--- Provided material Enclosed Below ---

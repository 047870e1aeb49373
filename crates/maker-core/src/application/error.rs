//! Application layer errors.
//!
//! These errors represent failures of the materialization workflow, not of
//! domain rules. Domain errors are `DomainError` from `crate::domain`.

use std::path::PathBuf;
use thiserror::Error;

use crate::error::ErrorCategory;

/// Errors that occur while materializing a project.
#[derive(Debug, Error, Clone)]
pub enum ApplicationError {
    /// Destination exists and is not an empty directory.
    #[error("Destination {path} already exists and is not empty")]
    DestinationConflict { path: PathBuf },

    /// No probe strategy found a usable runtime and package manager.
    #[error("{runtime} and/or {package_manager} not found in PATH or common locations")]
    ToolingUnavailable {
        runtime: String,
        package_manager: String,
        searched: Vec<PathBuf>,
    },

    /// Install failed, including the single relaxed-resolution retry.
    #[error("Dependency installation failed even with {relaxed_flag}")]
    InstallFailed {
        project_name: String,
        relaxed_flag: String,
        manual_command: String,
    },

    /// Filesystem operation failed.
    #[error("Filesystem error at {path}: {reason}")]
    FilesystemError { path: PathBuf, reason: String },

    /// A child process could not be started at all.
    #[error("Failed to start '{command}': {reason}")]
    CommandSpawn { command: String, reason: String },

    /// In-memory adapter lock poisoned.
    #[error("Adapter state lock poisoned")]
    LockPoisoned,
}

impl ApplicationError {
    /// Get user-actionable suggestions.
    pub fn suggestions(&self) -> Vec<String> {
        match self {
            Self::DestinationConflict { path } => vec![
                format!("The directory '{}' already has content", path.display()),
                "Use a different name or remove the existing directory".into(),
                "Nothing was written".into(),
            ],
            Self::ToolingUnavailable {
                runtime,
                package_manager,
                searched,
            } => {
                let mut n = 0;
                let mut step = |text: String| {
                    n += 1;
                    format!("{n}. {text}")
                };

                let mut lines = vec![
                    step(format!("Open a terminal and try: {runtime} --version")),
                    step("If that works, the tool may be seeing a different PATH".into()),
                    step(format!("Add the {runtime} installation to your PATH")),
                ];
                if !searched.is_empty() {
                    lines.push(step("Locations searched:".into()));
                    lines.extend(searched.iter().map(|p| format!("     - {}", p.display())));
                }
                lines.push(step("Restart your terminal after PATH changes".into()));
                lines.push(format!(
                    "Or pass --skip-install to create the project without {package_manager}"
                ));
                lines
            }
            Self::InstallFailed {
                project_name,
                manual_command,
                ..
            } => vec![
                "You can try installing manually:".into(),
                format!("  cd {project_name}"),
                format!("  {manual_command}"),
            ],
            Self::FilesystemError { path, .. } => vec![
                format!("Failed to access: {}", path.display()),
                "Check that you have write permissions".into(),
                "Check available disk space".into(),
                "Files written so far were left in place for inspection".into(),
            ],
            Self::CommandSpawn { command, .. } => vec![
                format!("Could not run: {command}"),
                "Ensure the command is installed and in your PATH".into(),
            ],
            Self::LockPoisoned => vec!["Check the error details above".into()],
        }
    }

    /// Get error category.
    pub fn category(&self) -> ErrorCategory {
        match self {
            Self::DestinationConflict { .. } => ErrorCategory::Validation,
            Self::ToolingUnavailable { .. } => ErrorCategory::Environment,
            Self::InstallFailed { .. } | Self::CommandSpawn { .. } => ErrorCategory::External,
            Self::FilesystemError { .. } | Self::LockPoisoned => ErrorCategory::Internal,
        }
    }
}

#[cfg(test)]
mod tests {
    use super::*;

    #[test]
    fn install_failed_suggests_exact_recovery() {
        let err = ApplicationError::InstallFailed {
            project_name: "demo".into(),
            relaxed_flag: "--legacy-peer-deps".into(),
            manual_command: "npm install --legacy-peer-deps".into(),
        };
        let suggestions = err.suggestions();
        assert!(suggestions.iter().any(|s| s.trim() == "cd demo"));
        assert!(
            suggestions
                .iter()
                .any(|s| s.trim() == "npm install --legacy-peer-deps")
        );
    }

    #[test]
    fn tooling_unavailable_lists_paths_and_skip_flag() {
        let err = ApplicationError::ToolingUnavailable {
            runtime: "node".into(),
            package_manager: "npm".into(),
            searched: vec![PathBuf::from("/usr/local/bin")],
        };
        let suggestions = err.suggestions();
        assert!(suggestions.iter().any(|s| s.contains("/usr/local/bin")));
        assert!(suggestions.iter().any(|s| s.contains("--skip-install")));
        assert_eq!(err.category(), ErrorCategory::Environment);
    }

    #[test]
    fn tooling_steps_are_numbered_consecutively() {
        let numbered = |searched: Vec<PathBuf>| -> Vec<String> {
            ApplicationError::ToolingUnavailable {
                runtime: "node".into(),
                package_manager: "npm".into(),
                searched,
            }
            .suggestions()
            .into_iter()
            .filter_map(|s| s.split_once(". ").map(|(n, _)| n.to_owned()))
            .filter(|n| n.chars().all(|c| c.is_ascii_digit()))
            .collect()
        };

        assert_eq!(numbered(Vec::new()), ["1", "2", "3", "4"]);
        assert_eq!(
            numbered(vec![PathBuf::from("/usr/local/bin")]),
            ["1", "2", "3", "4", "5"]
        );
    }

    #[test]
    fn conflict_is_validation() {
        let err = ApplicationError::DestinationConflict {
            path: PathBuf::from("/work/demo"),
        };
        assert_eq!(err.category(), ErrorCategory::Validation);
        assert!(err.to_string().contains("/work/demo"));
    }
}
//! Filesystem adapters.

mod local;
mod memory;

pub use local::LocalFilesystem;
pub use memory::MemoryFilesystem;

--- End of Enclosed Provided material ---

What needs to be done:
Return the full listing, character for character.

Output of the task:
repository 047870e1aeb49373
filename crates/maker-core/src/application/error.rs
//! Application layer errors.
//!
//! These errors represent failures of the materialization workflow, not of
//! domain rules. Domain errors are `DomainError` from `crate::domain`.

use std::path::PathBuf;
use thiserror::Error;

use crate::error::ErrorCategory;

/// Errors that occur while materializing a project.
#[derive(Debug, Error, Clone)]
pub enum ApplicationError {
    /// Destination exists and is not an empty directory.
    #[error("Destination {path} already exists and is not empty")]
    DestinationConflict { path: PathBuf },

    /// No probe strategy found a usable runtime and package manager.
    #[error("{runtime} and/or {package_manager} not found in PATH or common locations")]
    ToolingUnavailable {
        runtime: String,
        package_manager: String,
        searched: Vec<PathBuf>,
    },

    /// Install failed, including the single relaxed-resolution retry.
    #[error("Dependency installation failed even with {relaxed_flag}")]
    InstallFailed {
        project_name: String,
        relaxed_flag: String,
        manual_command: String,
    },

    /// Filesystem operation failed.
    #[error("Filesystem error at {path}: {reason}")]
    FilesystemError { path: PathBuf, reason: String },

    /// A child process could not be started at all.
    #[error("Failed to start '{command}': {reason}")]
    CommandSpawn { command: String, reason: String },

    /// In-memory adapter lock poisoned.
    #[error("Adapter state lock poisoned")]
    LockPoisoned,
}

impl ApplicationError {
    /// Get user-actionable suggestions.
    pub fn suggestions(&self) -> Vec<String> {
        match self {
            Self::DestinationConflict { path } => vec![
                format!("The directory '{}' already has content", path.display()),
                "Use a different name or remove the existing directory".into(),
                "Nothing was written".into(),
            ],
            Self::ToolingUnavailable {
                runtime,
                package_manager,
                searched,
            } => {
                let mut n = 0;
                let mut step = |text: String| {
                    n += 1;
                    format!("{n}. {text}")
                };

                let mut lines = vec![
                    step(format!("Open a terminal and try: {runtime} --version")),
                    step("If that works, the tool may be seeing a different PATH".into()),
                    step(format!("Add the {runtime} installation to your PATH")),
                ];
                if !searched.is_empty() {
                    lines.push(step("Locations searched:".into()));
                    lines.extend(searched.iter().map(|p| format!("     - {}", p.display())));
                }
                lines.push(step("Restart your terminal after PATH changes".into()));
                lines.push(format!(
                    "Or pass --skip-install to create the project without {package_manager}"
                ));
                lines
            }
            Self::InstallFailed {
                project_name,
                manual_command,
                ..
            } => vec![
                "You can try installing manually:".into(),
                format!("  cd {project_name}"),
                format!("  {manual_command}"),
            ],
            Self::FilesystemError { path, .. } => vec![
                format!("Failed to access: {}", path.display()),
                "Check that you have write permissions".into(),
                "Check available disk space".into(),
                "Files written so far were left in place for inspection".into(),
            ],
            Self::CommandSpawn { command, .. } => vec![
                format!("Could not run: {command}"),
                "Ensure the command is installed and in your PATH".into(),
            ],
            Self::LockPoisoned => vec!["Check the error details above".into()],
        }
    }

    /// Get error category.
    pub fn category(&self) -> ErrorCategory {
        match self {
            Self::DestinationConflict { .. } => ErrorCategory::Validation,
            Self::ToolingUnavailable { .. } => ErrorCategory::Environment,
            Self::InstallFailed { .. } | Self::CommandSpawn { .. } => ErrorCategory::External,
            Self::FilesystemError { .. } | Self::LockPoisoned => ErrorCategory::Internal,
        }
    }
}

#[cfg(test)]
mod tests {
    use super::*;

    #[test]
    fn install_failed_suggests_exact_recovery() {
        let err = ApplicationError::InstallFailed {
            project_name: "demo".into(),
            relaxed_flag: "--legacy-peer-deps".into(),
            manual_command: "npm install --legacy-peer-deps".into(),
        };
        let suggestions = err.suggestions();
        assert!(suggestions.iter().any(|s| s.trim() == "cd demo"));
        assert!(
            suggestions
                .iter()
                .any(|s| s.trim() == "npm install --legacy-peer-deps")
        );
    }

    #[test]
    fn tooling_unavailable_lists_paths_and_skip_flag() {
        let err = ApplicationError::ToolingUnavailable {
            runtime: "node".into(),
            package_manager: "npm".into(),
            searched: vec![PathBuf::from("/usr/local/bin")],
        };
        let suggestions = err.suggestions();
        assert!(suggestions.iter().any(|s| s.contains("/usr/local/bin")));
        assert!(suggestions.iter().any(|s| s.contains("--skip-install")));
        assert_eq!(err.category(), ErrorCategory::Environment);
    }

    #[test]
    fn tooling_steps_are_numbered_consecutively() {
        let numbered = |searched: Vec<PathBuf>| -> Vec<String> {
            ApplicationError::ToolingUnavailable {
                runtime: "node".into(),
                package_manager: "npm".into(),
                searched,
            }
            .suggestions()
            .into_iter()
            .filter_map(|s| s.split_once(". ").map(|(n, _)| n.to_owned()))
            .filter(|n| n.chars().all(|c| c.is_ascii_digit()))
            .collect()
        };

        assert_eq!(numbered(Vec::new()), ["1", "2", "3", "4"]);
        assert_eq!(
            numbered(vec![PathBuf::from("/usr/local/bin")]),
            ["1", "2", "3", "4", "5"]
        );
    }

    #[test]
    fn conflict_is_validation() {
        let err = ApplicationError::DestinationConflict {
            path: PathBuf::from("/work/demo"),
        };
        assert_eq!(err.category(), ErrorCategory::Validation);
        assert!(err.to_string().contains("/work/demo"));
    }
}
//! Filesystem adapters.

mod local;
mod memory;

pub use local::LocalFilesystem;
pub use memory::MemoryFilesystem;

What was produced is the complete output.